Prophetic is trying to bring Peter Watts’ Lucid Dreamer to life. Pipedream is working to make Miles J. Breuer’s Pneumatic-Tube Zone a reality. Astroforge would make a dozen sci-fi writers look prescient. Think of your favorite frontier tech startup, and search the list for the idea it’s working on – I bet it’s there.
And there are plenty of ideas left. Find your favorite sci-fi idea, figure out what needs to be true for it to become possible, then track the progress of those things until it’s time. If you wanted to, you could even use ChatGPT or Claude to get started on a technical details doc, then track from there. Soon, you should be able to task an AI agent with scanning Elicit and informing you when relevant progress or breakthroughs occur.
If you do make that doc, link it back in the Hivemind sheet. Or keep it to yourself and go start a company that makes sci-fi reality.
When the time is right, you’ll still have to do the hard work of building a Hard Startup – you’ll have to come up with a strategy, build a team, build a product, sell it, and dig moats. The more time I spend with sci-fi companies, the more I realize that the hardest part is all of the unsexy stuff. But at least you’ll have a head start.
All of the 3,567 ideas on the list started out as just ideas, and crazy sci-fi ones at that. To date, 936, give or take, have been brought to life. That leaves 2,630 to build.
Some ideas might have been beaten to the punch by a better one. Jane Webb London’s 1828 idea for a Mail-Post Letter-Ball, “a system of sending mail quickly from town to town via steam-cannon-powered hollow spheres,” is probably no longer worth building now that we have email.

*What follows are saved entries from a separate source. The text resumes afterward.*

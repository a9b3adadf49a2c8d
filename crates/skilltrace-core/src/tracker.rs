//! Sequential rating tracker.
//!
//! Folds the estimator over observations in input order, threading each
//! step's rating forward as the next step's prior.

use std::time::{Duration, Instant};

use crate::config::EstimatorConfig;
use crate::error::{ConfigError, ModelDomainError, RatingError};
use crate::estimator::{estimate, GridSearch};
use crate::model::{Observation, RatingPoint, RatingTrace};
use crate::traits::Minimizer;

/// Progress reporting trait.
pub trait ProgressReporter: Send + Sync {
    fn on_step_complete(&self, point: &RatingPoint);
    fn on_step_error(&self, error: &RatingError);
    fn on_trace_complete(&self, total: usize, completed: usize, elapsed: Duration);
}

/// No-op progress reporter.
pub struct NoopReporter;

impl ProgressReporter for NoopReporter {
    fn on_step_complete(&self, _: &RatingPoint) {}
    fn on_step_error(&self, _: &RatingError) {}
    fn on_trace_complete(&self, _: usize, _: usize, _: Duration) {}
}

/// Drives a [`Minimizer`] once per observation.
#[derive(Debug, Clone)]
pub struct RatingTracker<M = GridSearch> {
    config: EstimatorConfig,
    minimizer: M,
}

impl RatingTracker<GridSearch> {
    /// Grid-search tracker over the configured interval.
    pub fn new(config: EstimatorConfig) -> Result<Self, ConfigError> {
        config.validate()?;
        let minimizer = GridSearch::from_config(&config)?;
        Ok(Self { config, minimizer })
    }
}

impl Default for RatingTracker<GridSearch> {
    fn default() -> Self {
        Self {
            config: EstimatorConfig::default(),
            minimizer: GridSearch::default(),
        }
    }
}

impl<M: Minimizer> RatingTracker<M> {
    pub fn with_minimizer(config: EstimatorConfig, minimizer: M) -> Result<Self, ConfigError> {
        config.validate()?;
        Ok(Self { config, minimizer })
    }

    /// One update from `prior`.
    pub fn step(&self, prior: f64, observation: &Observation) -> Result<f64, ModelDomainError> {
        let rating = estimate(&self.minimizer, prior, self.config.sigma, observation)?;
        let (lower, upper) = self.minimizer.bounds();
        debug_assert!(
            (lower..=upper).contains(&rating),
            "rating {rating} left the searched interval [{lower}, {upper}]"
        );
        Ok(rating)
    }

    /// Rate every observation in order.
    ///
    /// Stops at the first domain failure; the error carries the trace
    /// completed so far.
    pub fn run(&self, observations: &[Observation]) -> Result<RatingTrace, RatingError> {
        self.run_with_progress(observations, &NoopReporter)
    }

    pub fn run_with_progress(
        &self,
        observations: &[Observation],
        progress: &dyn ProgressReporter,
    ) -> Result<RatingTrace, RatingError> {
        let start = Instant::now();

        let result = observations.iter().enumerate().try_fold(
            RatingTrace::new(self.config.initial_prior),
            |mut trace, (index, observation)| {
                let prior = trace.current();
                match self.step(prior, observation) {
                    Ok(rating) => {
                        tracing::debug!(index, prior, rating, %observation, "rating updated");
                        trace.push(*observation, rating);
                        if let Some(point) = trace.points.last() {
                            progress.on_step_complete(point);
                        }
                        Ok(trace)
                    }
                    Err(source) => Err(RatingError {
                        index,
                        observation: *observation,
                        prior,
                        source,
                        completed: trace,
                    }),
                }
            },
        );

        let completed = match &result {
            Ok(trace) => trace.len(),
            Err(e) => {
                progress.on_step_error(e);
                e.completed.len()
            }
        };
        progress.on_trace_complete(observations.len(), completed, start.elapsed());

        result
    }
}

Some might be impossible. At least 20 of the ideas involve faster-than-light travel or communications, which feels hard. We’re probably not going to get the Farcasters from Dan Simmons’ Hyperion series, but at least Farcaster makes a great startup name.
But hundreds of them will become feasible at some point, and I hope that this sheet can be a helpful starting point for those who want to build the future with the ideas of the past.
In Where is My Flying Car?, J. Storrs Hall found that of the technologies that sci-fi writers and futurists predicted in the 1960s, the ones that had come true were the ones that consumed less energy (mainly bits-based) and the ones that hadn’t consumed more energy (mainly atoms-based).
Hall wrote that the empty top right half, “represents the futures we were promised but were denied.”
It’s time to build the futures we were promised.
Thanks to Dan for editing and to Bill Christensen for making Technovelgy!
That’s all for today! We’ll be back in your inbox on Friday with the Weekly Dose.
Thanks for reading,
Packy
I attribute a great deal of my ability to tell a story, along with my ability to make sense of a rapidly changing world, to my early obsession with sci-fi. If you've never done a deep dive into Asimov, Clarke, or any of the old masters, do it now!
Then, steal one of Packy's ideas and write your own sci-fi story. It doesn't need to be amazing.
I did it, and it was really fun!
https://goatfury.substack.com/p/the-founders
I think this is a very cool project. But it's also easy for science fiction to be reduced to imaginative technology.
Science fiction—and speculative fiction more broadly—is often about wrestling with social and cultural questions in the here and now. Authors tackle these challenging questions by inventing worlds that offer the chance to rethink what's possible. Inventing technology is part of the world invention.
We see over and over again that tech-minded entrepreneurs fixate on devices or new capabilities without wrestling with the social and cultural questions that those ideas were meant to elucidate. Often they take "innovations" that authors meant as cautionary tales and recast them as promising and socially beneficial (Jill Lepore's The Evening Rocket does a good job highlighting this).
Ursula K. Le Guin argues that science fiction is a thought experiment for reconsidering our assumptions and habits—writing that the inventions of the genre are "questions, not answers; process, not stasis."
God knows I love the everyday devices I have that look like something straight off the set of ST:TNG! But it's the social and cultural innovation I value most.